PROBLEM REQUIREMENTS:
Go through the following data and transcribe exactly the stretch of lines from the one holding "on the queue" to the one holding "waiter at once.", both included.

(Extracted data entries)
<<<<
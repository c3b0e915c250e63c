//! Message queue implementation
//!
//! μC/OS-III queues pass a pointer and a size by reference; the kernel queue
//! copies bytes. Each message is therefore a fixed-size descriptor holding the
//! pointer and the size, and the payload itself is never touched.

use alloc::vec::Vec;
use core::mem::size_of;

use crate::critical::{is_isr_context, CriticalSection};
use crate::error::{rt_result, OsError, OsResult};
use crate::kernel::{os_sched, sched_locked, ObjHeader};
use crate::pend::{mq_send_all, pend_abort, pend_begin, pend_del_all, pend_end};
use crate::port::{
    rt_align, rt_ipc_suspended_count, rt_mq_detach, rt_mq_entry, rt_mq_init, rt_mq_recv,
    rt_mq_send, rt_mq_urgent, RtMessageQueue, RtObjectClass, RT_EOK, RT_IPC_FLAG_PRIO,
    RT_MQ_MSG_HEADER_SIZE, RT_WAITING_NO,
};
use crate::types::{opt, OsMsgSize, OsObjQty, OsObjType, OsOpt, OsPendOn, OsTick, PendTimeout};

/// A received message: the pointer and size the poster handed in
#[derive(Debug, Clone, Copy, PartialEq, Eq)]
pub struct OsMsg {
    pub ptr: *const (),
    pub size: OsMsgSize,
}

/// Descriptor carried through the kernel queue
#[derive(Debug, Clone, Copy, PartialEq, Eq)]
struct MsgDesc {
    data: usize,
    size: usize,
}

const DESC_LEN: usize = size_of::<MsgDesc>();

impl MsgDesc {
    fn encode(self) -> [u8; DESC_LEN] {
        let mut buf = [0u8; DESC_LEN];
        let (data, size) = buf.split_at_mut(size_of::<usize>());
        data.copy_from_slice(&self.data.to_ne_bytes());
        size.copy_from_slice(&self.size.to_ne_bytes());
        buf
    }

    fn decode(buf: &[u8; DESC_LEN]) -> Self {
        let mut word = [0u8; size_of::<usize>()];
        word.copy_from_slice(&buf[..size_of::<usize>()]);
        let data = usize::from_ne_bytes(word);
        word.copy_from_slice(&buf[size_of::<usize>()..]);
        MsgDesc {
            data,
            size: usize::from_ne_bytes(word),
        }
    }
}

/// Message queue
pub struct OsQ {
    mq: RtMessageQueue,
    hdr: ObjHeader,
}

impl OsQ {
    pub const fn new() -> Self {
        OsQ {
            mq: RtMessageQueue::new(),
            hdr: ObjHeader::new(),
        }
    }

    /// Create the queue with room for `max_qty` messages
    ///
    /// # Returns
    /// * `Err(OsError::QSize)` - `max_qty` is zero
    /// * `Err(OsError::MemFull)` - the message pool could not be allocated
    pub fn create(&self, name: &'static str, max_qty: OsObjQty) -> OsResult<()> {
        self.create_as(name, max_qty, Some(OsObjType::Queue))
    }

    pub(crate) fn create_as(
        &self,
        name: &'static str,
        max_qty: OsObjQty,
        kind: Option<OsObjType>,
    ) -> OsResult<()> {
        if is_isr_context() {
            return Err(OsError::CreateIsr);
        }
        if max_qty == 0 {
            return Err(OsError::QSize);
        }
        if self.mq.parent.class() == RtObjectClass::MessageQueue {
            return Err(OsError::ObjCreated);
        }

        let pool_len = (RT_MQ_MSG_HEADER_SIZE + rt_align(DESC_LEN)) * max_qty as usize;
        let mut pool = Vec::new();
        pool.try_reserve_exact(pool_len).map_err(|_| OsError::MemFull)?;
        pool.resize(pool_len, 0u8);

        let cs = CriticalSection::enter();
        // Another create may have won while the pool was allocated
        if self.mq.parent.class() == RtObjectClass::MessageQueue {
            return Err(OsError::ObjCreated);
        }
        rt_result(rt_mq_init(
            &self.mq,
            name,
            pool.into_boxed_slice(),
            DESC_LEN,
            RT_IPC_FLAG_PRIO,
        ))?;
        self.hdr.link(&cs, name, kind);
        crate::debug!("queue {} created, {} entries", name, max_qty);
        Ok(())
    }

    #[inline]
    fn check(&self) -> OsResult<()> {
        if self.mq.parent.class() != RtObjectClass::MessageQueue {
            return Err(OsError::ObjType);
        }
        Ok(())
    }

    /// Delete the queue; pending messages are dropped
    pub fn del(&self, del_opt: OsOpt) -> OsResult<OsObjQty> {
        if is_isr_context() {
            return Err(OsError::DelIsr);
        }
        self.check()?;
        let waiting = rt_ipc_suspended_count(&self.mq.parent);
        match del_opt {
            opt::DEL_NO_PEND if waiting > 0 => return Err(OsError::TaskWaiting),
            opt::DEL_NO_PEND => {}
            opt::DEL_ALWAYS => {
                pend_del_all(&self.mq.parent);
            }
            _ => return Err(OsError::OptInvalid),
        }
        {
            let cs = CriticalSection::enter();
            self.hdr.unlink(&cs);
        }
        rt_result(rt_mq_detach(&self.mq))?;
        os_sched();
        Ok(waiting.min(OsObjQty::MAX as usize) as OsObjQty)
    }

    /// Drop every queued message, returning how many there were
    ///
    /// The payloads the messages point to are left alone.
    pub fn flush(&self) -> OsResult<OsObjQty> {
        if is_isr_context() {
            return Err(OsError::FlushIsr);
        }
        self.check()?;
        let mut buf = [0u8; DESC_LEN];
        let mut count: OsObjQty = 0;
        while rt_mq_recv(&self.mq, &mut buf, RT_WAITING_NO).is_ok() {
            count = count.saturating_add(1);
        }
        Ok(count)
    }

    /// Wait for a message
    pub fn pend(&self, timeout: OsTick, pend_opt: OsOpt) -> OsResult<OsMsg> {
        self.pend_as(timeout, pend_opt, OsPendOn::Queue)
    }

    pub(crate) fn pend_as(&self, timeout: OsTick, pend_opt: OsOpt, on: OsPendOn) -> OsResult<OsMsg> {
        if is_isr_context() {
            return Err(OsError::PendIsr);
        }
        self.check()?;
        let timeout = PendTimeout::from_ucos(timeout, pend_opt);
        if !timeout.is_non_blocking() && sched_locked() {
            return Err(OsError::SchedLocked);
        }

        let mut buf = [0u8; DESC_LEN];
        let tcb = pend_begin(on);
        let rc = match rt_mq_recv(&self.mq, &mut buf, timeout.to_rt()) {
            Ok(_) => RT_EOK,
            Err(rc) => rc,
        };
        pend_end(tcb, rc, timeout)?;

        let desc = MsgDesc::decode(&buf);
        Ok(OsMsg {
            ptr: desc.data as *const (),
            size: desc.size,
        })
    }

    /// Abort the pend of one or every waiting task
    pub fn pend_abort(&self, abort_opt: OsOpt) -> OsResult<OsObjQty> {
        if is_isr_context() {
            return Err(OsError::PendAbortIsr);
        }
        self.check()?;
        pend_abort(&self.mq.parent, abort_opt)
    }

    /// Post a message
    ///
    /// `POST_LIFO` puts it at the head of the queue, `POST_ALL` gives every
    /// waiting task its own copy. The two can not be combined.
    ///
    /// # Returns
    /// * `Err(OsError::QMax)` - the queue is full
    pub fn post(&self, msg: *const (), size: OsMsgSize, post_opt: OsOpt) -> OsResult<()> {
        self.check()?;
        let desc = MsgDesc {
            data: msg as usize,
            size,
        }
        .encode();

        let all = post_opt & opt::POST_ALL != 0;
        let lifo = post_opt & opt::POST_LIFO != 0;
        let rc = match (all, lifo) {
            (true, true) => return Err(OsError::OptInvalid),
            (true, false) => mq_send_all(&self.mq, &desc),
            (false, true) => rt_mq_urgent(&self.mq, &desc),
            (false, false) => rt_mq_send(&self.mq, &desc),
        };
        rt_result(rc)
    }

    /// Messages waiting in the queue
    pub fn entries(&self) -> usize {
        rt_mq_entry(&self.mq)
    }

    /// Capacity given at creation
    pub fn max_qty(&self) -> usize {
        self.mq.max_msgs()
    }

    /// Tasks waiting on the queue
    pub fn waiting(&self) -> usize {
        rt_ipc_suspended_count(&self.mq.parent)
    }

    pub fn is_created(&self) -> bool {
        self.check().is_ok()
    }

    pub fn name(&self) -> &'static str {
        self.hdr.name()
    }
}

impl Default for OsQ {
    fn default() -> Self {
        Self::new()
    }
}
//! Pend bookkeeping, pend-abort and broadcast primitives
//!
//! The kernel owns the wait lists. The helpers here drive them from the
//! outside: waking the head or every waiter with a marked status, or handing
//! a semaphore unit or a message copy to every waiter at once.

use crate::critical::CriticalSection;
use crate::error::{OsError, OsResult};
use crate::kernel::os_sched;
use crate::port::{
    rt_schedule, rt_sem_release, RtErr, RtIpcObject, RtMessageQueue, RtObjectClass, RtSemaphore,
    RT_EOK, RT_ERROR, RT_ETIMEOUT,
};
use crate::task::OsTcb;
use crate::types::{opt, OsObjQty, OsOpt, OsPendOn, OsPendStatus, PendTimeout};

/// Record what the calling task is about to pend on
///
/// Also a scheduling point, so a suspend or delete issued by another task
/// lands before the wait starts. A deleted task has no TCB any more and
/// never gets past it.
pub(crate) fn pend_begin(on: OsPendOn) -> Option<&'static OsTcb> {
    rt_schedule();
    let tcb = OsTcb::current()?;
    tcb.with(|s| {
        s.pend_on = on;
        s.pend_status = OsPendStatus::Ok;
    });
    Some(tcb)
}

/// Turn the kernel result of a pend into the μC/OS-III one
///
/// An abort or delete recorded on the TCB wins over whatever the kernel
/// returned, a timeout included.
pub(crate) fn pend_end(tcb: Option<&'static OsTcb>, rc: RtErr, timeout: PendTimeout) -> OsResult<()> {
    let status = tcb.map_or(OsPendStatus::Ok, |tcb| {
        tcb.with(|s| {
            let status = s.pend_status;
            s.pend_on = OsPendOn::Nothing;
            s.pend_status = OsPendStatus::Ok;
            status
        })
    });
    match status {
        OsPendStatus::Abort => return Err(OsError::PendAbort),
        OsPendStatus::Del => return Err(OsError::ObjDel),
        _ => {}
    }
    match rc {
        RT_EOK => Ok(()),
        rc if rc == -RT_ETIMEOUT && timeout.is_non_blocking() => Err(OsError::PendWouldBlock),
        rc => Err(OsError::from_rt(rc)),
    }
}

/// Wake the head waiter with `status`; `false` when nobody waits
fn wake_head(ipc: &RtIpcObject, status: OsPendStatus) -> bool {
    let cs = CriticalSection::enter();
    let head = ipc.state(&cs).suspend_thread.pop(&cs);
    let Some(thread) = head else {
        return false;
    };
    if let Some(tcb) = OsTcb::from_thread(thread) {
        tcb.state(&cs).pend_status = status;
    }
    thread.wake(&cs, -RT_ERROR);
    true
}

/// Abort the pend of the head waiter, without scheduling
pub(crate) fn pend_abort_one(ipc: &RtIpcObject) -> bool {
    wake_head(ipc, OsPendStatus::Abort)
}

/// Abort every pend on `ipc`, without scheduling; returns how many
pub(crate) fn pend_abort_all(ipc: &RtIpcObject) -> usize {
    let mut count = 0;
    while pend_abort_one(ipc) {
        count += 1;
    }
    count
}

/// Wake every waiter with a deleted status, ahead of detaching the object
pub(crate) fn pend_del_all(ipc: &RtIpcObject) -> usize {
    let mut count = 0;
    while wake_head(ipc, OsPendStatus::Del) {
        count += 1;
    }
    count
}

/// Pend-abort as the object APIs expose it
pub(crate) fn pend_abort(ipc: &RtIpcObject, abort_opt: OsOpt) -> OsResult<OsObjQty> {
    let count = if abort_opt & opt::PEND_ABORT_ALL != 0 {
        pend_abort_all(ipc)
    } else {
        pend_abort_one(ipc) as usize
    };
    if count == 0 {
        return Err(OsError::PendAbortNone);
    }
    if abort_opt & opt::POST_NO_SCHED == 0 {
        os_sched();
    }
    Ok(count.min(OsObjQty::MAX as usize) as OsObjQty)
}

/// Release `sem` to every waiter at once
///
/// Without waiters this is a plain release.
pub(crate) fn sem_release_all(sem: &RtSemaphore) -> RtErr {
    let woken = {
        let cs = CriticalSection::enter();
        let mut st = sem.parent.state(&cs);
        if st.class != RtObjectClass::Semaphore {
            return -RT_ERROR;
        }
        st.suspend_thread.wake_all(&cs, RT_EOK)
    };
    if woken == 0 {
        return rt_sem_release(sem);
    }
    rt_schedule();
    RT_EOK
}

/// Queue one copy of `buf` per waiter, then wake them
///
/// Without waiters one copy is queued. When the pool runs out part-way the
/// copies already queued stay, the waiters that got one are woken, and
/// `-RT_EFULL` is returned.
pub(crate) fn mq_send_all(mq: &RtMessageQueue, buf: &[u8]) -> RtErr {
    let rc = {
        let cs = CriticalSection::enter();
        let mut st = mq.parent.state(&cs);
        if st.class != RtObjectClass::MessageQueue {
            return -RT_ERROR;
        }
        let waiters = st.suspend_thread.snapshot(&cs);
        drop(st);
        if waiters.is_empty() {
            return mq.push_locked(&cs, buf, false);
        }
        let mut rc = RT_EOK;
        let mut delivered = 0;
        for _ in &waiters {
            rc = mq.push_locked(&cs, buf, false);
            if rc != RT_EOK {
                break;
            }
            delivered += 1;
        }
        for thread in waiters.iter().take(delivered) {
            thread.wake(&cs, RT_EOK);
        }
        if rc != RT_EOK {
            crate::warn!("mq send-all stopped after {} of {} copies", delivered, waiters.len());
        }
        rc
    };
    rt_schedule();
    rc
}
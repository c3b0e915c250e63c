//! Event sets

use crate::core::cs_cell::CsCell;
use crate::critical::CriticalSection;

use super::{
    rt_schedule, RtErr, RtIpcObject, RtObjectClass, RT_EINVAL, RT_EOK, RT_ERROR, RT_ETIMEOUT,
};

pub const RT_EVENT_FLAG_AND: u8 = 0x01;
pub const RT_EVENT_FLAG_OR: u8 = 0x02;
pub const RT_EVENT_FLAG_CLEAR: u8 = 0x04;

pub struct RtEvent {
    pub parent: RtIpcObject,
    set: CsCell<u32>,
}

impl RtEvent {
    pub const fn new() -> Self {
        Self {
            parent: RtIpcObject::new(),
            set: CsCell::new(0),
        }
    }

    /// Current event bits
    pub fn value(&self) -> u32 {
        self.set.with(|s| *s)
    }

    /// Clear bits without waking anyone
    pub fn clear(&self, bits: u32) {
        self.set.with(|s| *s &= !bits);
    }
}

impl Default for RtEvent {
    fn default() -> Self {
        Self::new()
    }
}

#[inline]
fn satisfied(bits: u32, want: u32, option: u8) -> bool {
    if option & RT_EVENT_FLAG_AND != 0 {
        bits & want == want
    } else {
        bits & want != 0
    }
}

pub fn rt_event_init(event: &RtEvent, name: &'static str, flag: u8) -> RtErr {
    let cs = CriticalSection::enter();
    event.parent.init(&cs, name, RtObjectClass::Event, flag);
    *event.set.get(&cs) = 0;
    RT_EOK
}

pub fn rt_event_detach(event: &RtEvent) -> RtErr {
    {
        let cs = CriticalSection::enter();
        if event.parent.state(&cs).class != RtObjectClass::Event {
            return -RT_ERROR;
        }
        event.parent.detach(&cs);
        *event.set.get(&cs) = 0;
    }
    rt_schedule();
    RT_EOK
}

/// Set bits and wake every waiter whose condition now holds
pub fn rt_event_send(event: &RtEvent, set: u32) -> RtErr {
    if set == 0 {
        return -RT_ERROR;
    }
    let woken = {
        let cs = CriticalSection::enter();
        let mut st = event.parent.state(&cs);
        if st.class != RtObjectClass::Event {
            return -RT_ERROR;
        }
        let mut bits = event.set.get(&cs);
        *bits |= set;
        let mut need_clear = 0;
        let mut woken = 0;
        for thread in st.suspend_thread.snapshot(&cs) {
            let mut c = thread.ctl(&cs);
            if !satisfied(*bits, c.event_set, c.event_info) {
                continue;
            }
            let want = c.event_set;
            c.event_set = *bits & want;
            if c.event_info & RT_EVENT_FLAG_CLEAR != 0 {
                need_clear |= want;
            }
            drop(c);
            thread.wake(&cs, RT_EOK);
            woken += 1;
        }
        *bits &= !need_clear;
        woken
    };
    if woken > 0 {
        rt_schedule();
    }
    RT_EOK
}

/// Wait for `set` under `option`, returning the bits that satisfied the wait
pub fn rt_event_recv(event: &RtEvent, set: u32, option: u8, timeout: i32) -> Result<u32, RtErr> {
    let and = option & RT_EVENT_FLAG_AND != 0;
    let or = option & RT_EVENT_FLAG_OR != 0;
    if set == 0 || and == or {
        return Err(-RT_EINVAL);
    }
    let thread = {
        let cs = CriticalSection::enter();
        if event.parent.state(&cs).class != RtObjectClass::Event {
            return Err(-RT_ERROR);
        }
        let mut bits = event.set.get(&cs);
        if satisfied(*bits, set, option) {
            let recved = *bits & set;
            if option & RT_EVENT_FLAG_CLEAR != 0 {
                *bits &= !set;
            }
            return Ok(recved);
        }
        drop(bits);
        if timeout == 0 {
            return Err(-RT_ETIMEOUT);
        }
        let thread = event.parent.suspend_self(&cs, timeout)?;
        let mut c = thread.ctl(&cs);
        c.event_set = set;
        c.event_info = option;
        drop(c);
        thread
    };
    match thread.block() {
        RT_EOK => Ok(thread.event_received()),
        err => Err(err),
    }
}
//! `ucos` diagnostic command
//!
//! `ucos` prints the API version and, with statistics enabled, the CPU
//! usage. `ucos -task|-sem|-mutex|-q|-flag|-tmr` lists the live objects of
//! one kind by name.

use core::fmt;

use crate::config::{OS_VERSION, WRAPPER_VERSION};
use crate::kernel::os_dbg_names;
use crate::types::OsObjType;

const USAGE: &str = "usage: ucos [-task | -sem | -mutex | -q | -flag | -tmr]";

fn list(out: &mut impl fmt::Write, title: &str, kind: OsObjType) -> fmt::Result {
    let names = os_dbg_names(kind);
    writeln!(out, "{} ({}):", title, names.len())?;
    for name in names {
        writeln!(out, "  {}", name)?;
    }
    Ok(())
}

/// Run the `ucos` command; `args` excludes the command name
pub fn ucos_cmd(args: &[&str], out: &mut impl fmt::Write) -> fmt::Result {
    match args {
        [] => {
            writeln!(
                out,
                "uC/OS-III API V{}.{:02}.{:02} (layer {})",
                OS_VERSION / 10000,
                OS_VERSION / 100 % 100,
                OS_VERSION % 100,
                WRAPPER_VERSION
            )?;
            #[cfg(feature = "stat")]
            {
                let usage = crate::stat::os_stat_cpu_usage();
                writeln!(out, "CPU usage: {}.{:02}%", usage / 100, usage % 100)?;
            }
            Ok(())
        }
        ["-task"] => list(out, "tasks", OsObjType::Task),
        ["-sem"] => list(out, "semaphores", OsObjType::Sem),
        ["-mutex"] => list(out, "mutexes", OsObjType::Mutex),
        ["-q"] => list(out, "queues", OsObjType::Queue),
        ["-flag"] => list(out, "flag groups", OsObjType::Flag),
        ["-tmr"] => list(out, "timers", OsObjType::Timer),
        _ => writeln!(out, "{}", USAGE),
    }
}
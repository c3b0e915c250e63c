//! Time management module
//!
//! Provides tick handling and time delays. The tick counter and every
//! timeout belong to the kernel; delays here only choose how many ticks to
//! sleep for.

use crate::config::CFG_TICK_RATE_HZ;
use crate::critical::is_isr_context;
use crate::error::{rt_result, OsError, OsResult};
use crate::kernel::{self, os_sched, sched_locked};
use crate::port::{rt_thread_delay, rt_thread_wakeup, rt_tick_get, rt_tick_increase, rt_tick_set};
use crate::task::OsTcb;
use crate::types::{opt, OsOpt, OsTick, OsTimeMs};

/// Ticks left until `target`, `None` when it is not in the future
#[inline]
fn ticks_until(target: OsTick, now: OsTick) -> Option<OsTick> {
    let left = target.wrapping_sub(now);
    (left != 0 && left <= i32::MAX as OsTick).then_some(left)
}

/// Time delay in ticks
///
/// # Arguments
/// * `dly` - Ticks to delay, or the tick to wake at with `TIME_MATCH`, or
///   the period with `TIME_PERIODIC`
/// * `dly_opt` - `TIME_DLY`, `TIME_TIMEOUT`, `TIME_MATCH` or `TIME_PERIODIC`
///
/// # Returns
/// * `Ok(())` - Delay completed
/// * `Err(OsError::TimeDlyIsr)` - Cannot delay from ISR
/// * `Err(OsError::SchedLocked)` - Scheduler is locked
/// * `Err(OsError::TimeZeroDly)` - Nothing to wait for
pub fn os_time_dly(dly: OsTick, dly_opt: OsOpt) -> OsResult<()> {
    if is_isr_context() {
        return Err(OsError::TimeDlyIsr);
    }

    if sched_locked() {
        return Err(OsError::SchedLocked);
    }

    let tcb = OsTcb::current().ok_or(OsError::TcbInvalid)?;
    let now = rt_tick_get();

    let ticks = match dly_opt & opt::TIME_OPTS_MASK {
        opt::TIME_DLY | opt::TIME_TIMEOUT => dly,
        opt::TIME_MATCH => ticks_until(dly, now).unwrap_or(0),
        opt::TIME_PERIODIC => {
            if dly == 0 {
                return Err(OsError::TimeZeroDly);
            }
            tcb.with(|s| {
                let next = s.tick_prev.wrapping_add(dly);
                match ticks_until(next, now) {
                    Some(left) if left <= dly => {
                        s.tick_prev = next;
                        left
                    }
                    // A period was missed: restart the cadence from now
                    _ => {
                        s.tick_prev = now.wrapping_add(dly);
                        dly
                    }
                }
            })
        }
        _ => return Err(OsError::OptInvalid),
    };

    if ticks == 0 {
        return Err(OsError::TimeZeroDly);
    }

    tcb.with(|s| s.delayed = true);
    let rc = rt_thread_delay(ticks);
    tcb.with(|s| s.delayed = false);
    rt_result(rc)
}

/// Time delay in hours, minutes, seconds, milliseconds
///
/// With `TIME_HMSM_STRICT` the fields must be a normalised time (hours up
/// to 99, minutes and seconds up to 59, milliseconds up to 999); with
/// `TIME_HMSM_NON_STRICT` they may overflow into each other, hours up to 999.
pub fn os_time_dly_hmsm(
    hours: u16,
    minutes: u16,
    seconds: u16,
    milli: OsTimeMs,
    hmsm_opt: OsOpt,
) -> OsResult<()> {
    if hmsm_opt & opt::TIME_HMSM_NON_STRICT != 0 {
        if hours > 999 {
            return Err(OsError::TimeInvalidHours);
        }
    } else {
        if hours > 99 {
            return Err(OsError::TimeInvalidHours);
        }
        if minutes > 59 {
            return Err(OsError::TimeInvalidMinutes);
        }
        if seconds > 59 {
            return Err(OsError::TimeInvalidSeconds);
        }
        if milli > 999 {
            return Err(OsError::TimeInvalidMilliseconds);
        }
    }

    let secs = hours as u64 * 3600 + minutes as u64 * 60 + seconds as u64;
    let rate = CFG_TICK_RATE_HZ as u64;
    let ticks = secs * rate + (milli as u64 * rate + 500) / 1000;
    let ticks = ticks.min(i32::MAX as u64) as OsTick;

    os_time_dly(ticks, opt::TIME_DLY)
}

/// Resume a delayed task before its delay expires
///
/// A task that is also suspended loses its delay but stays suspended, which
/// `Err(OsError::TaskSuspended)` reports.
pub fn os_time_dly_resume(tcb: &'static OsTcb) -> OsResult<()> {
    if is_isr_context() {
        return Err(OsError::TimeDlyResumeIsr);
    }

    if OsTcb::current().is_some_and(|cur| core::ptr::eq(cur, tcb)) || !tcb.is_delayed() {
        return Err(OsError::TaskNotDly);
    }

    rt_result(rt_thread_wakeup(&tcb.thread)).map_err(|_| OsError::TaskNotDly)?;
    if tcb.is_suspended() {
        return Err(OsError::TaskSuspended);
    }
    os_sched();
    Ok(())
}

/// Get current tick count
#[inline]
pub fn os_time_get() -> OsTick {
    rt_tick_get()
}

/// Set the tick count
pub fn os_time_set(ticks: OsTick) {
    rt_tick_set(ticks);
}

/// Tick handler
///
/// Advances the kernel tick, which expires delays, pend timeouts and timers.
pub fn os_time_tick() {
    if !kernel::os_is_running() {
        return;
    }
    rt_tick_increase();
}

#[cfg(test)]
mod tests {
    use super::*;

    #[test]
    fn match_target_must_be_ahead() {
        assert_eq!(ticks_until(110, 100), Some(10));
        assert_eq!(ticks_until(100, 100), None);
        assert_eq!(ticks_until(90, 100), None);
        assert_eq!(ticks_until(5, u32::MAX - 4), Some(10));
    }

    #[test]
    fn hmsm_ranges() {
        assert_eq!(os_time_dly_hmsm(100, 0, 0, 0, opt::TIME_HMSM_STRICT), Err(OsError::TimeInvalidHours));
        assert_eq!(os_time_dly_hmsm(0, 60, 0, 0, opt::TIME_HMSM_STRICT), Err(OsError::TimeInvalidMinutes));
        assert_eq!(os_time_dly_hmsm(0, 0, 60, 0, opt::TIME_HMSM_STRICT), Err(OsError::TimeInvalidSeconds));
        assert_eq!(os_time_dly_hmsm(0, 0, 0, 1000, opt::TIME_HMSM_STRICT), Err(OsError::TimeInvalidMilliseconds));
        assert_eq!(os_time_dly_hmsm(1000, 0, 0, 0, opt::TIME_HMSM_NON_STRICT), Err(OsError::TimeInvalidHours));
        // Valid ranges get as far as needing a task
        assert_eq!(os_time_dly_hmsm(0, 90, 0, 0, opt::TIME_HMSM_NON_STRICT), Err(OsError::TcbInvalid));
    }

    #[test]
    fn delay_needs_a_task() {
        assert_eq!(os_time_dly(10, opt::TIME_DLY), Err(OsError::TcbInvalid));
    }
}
>>>>
RESULT OF THIS EXERCISE:
    /// Tasks waiting on the queue
    pub fn waiting(&self) -> usize {
        rt_ipc_suspended_count(&self.mq.parent)
    }

    pub fn is_created(&self) -> bool {
        self.check().is_ok()
    }

    pub fn name(&self) -> &'static str {
        self.hdr.name()
    }
}

impl Default for OsQ {
    fn default() -> Self {
        Self::new()
    }
}
//! Pend bookkeeping, pend-abort and broadcast primitives
//!
//! The kernel owns the wait lists. The helpers here drive them from the
//! outside: waking the head or every waiter with a marked status, or handing
//! a semaphore unit or a message copy to every waiter at once.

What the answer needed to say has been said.